Task instructions:
Say how many of the lines below hold "testing", writing the number and nothing more.

================================

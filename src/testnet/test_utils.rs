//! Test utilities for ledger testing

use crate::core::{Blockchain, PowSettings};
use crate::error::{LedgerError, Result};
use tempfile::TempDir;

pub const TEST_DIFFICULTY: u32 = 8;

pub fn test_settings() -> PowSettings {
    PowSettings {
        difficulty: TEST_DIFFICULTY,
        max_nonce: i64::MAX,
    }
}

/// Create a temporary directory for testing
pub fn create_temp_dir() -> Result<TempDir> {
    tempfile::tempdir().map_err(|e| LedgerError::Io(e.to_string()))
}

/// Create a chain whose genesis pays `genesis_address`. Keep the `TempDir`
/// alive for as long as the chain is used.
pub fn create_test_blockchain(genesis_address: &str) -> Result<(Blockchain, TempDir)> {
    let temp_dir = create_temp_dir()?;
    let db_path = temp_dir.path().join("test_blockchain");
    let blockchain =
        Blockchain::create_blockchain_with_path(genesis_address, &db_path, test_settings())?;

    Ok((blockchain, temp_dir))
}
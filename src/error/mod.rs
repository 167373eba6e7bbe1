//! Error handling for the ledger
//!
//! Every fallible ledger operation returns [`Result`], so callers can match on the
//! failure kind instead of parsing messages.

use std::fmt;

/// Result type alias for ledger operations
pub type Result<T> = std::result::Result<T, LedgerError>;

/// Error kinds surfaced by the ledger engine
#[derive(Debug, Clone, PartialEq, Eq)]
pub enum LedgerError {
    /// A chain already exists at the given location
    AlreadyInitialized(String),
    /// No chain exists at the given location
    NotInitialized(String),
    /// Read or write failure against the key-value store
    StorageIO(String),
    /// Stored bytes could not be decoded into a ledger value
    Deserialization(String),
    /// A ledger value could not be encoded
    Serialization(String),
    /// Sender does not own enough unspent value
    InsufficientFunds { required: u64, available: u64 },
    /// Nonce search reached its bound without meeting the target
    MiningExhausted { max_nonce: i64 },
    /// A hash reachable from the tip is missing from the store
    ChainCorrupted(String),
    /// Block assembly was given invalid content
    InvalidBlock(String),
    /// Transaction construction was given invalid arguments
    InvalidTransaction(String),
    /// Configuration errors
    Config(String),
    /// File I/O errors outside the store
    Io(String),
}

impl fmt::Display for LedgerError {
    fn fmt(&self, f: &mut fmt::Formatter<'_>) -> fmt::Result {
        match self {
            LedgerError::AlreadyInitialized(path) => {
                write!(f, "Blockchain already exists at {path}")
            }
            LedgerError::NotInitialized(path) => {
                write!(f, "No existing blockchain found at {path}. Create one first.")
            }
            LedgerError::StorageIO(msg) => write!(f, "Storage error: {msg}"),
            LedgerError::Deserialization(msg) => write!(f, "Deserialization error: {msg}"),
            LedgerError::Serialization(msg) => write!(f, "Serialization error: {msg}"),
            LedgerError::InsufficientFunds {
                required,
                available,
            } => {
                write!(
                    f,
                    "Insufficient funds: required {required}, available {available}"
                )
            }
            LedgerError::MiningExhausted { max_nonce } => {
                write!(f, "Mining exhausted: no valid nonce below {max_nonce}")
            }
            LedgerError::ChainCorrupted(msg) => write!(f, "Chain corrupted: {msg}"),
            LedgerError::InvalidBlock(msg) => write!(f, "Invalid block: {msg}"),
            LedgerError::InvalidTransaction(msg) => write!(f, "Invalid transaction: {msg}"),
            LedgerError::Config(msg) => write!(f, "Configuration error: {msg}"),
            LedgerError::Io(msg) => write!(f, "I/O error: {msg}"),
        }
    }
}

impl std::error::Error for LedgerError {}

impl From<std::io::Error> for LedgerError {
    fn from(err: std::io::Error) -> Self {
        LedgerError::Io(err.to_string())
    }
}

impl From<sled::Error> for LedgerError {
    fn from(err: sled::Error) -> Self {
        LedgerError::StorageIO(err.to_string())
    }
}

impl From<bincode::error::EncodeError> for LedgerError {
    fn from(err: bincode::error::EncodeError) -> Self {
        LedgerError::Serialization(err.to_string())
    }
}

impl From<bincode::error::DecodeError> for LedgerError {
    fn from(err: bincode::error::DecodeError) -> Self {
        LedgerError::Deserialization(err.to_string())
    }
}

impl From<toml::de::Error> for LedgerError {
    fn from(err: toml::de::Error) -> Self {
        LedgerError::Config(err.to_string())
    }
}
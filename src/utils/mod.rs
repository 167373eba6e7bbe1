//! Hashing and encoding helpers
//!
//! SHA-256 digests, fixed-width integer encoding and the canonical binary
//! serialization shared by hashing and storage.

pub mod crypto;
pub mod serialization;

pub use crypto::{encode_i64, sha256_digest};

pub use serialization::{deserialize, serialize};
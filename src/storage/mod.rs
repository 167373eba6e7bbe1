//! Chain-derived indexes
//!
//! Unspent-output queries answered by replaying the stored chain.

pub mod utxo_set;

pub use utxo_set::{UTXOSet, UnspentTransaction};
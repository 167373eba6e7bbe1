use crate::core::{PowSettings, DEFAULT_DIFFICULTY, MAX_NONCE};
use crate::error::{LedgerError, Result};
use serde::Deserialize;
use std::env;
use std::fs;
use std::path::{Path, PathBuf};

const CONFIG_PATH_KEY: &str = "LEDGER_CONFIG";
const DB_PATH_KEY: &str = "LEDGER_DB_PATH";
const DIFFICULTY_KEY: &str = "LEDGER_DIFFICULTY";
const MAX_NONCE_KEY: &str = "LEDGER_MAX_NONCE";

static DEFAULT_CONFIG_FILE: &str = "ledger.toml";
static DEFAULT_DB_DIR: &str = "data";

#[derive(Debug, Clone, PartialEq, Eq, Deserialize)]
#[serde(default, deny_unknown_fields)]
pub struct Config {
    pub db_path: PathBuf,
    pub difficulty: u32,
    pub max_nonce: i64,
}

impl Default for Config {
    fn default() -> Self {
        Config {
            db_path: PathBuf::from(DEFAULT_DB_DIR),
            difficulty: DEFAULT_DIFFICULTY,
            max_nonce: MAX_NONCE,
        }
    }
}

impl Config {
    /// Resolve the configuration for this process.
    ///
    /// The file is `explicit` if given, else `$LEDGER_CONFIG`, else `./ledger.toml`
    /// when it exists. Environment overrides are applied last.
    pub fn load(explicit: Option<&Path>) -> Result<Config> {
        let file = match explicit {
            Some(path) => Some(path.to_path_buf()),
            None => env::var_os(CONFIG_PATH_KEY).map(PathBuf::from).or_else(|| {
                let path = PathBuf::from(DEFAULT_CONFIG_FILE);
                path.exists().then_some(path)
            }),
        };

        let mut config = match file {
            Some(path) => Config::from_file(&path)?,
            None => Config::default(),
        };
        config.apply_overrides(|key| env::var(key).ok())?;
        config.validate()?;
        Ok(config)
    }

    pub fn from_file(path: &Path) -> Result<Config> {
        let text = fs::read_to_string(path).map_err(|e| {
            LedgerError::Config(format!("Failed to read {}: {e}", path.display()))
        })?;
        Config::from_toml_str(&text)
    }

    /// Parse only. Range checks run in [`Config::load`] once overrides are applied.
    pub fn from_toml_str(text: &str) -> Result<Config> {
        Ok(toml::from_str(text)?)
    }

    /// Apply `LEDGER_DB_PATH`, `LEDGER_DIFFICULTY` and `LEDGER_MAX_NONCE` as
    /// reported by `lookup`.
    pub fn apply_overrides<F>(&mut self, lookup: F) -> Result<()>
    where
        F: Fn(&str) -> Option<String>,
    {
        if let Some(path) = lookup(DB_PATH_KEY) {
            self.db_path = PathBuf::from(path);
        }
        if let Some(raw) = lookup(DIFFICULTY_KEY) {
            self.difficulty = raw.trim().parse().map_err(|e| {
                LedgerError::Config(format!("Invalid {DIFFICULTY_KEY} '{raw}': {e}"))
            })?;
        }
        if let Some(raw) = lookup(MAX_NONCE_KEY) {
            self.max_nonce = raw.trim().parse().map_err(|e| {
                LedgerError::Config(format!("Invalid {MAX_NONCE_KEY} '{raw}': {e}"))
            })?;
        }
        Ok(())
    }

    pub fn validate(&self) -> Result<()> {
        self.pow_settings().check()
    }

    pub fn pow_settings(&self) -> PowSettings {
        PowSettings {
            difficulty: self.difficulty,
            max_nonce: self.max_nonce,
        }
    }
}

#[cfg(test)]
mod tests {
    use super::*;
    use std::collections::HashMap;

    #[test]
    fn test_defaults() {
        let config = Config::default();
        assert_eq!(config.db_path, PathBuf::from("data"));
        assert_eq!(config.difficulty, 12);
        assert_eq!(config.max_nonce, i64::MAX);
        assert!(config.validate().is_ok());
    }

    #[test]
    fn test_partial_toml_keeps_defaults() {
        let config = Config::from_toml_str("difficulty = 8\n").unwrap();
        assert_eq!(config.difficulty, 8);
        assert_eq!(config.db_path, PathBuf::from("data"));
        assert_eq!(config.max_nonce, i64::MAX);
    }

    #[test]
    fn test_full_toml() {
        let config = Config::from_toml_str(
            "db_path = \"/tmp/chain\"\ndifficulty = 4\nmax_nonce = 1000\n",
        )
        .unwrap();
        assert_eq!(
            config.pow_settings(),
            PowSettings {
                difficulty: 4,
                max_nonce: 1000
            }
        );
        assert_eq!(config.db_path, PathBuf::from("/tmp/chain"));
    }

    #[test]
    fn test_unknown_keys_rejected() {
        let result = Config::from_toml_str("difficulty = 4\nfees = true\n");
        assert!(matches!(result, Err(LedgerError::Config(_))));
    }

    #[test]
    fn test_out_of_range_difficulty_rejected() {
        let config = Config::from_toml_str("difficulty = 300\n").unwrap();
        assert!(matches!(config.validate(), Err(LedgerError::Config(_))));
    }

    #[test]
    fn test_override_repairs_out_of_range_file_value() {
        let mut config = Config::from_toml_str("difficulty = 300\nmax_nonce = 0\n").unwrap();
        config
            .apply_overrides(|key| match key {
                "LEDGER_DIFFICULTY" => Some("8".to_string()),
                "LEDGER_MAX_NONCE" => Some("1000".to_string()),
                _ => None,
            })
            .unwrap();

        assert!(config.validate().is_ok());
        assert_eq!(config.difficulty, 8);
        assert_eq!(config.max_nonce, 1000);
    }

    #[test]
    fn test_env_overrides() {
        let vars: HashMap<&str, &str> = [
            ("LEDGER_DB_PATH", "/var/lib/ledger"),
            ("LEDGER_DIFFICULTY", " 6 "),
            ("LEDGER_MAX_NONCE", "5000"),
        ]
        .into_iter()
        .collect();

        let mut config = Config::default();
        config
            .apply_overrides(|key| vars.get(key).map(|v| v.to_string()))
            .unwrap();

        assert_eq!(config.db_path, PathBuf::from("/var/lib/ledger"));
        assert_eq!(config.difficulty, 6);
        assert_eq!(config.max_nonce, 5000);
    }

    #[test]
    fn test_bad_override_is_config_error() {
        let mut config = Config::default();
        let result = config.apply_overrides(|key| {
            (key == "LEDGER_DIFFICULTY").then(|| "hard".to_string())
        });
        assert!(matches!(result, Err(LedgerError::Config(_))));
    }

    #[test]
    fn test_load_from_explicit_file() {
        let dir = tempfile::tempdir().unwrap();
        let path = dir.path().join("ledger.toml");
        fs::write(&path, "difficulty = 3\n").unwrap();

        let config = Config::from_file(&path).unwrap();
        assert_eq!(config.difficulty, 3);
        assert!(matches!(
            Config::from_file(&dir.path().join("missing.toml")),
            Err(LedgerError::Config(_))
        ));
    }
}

================================

Reply to the exercise:
2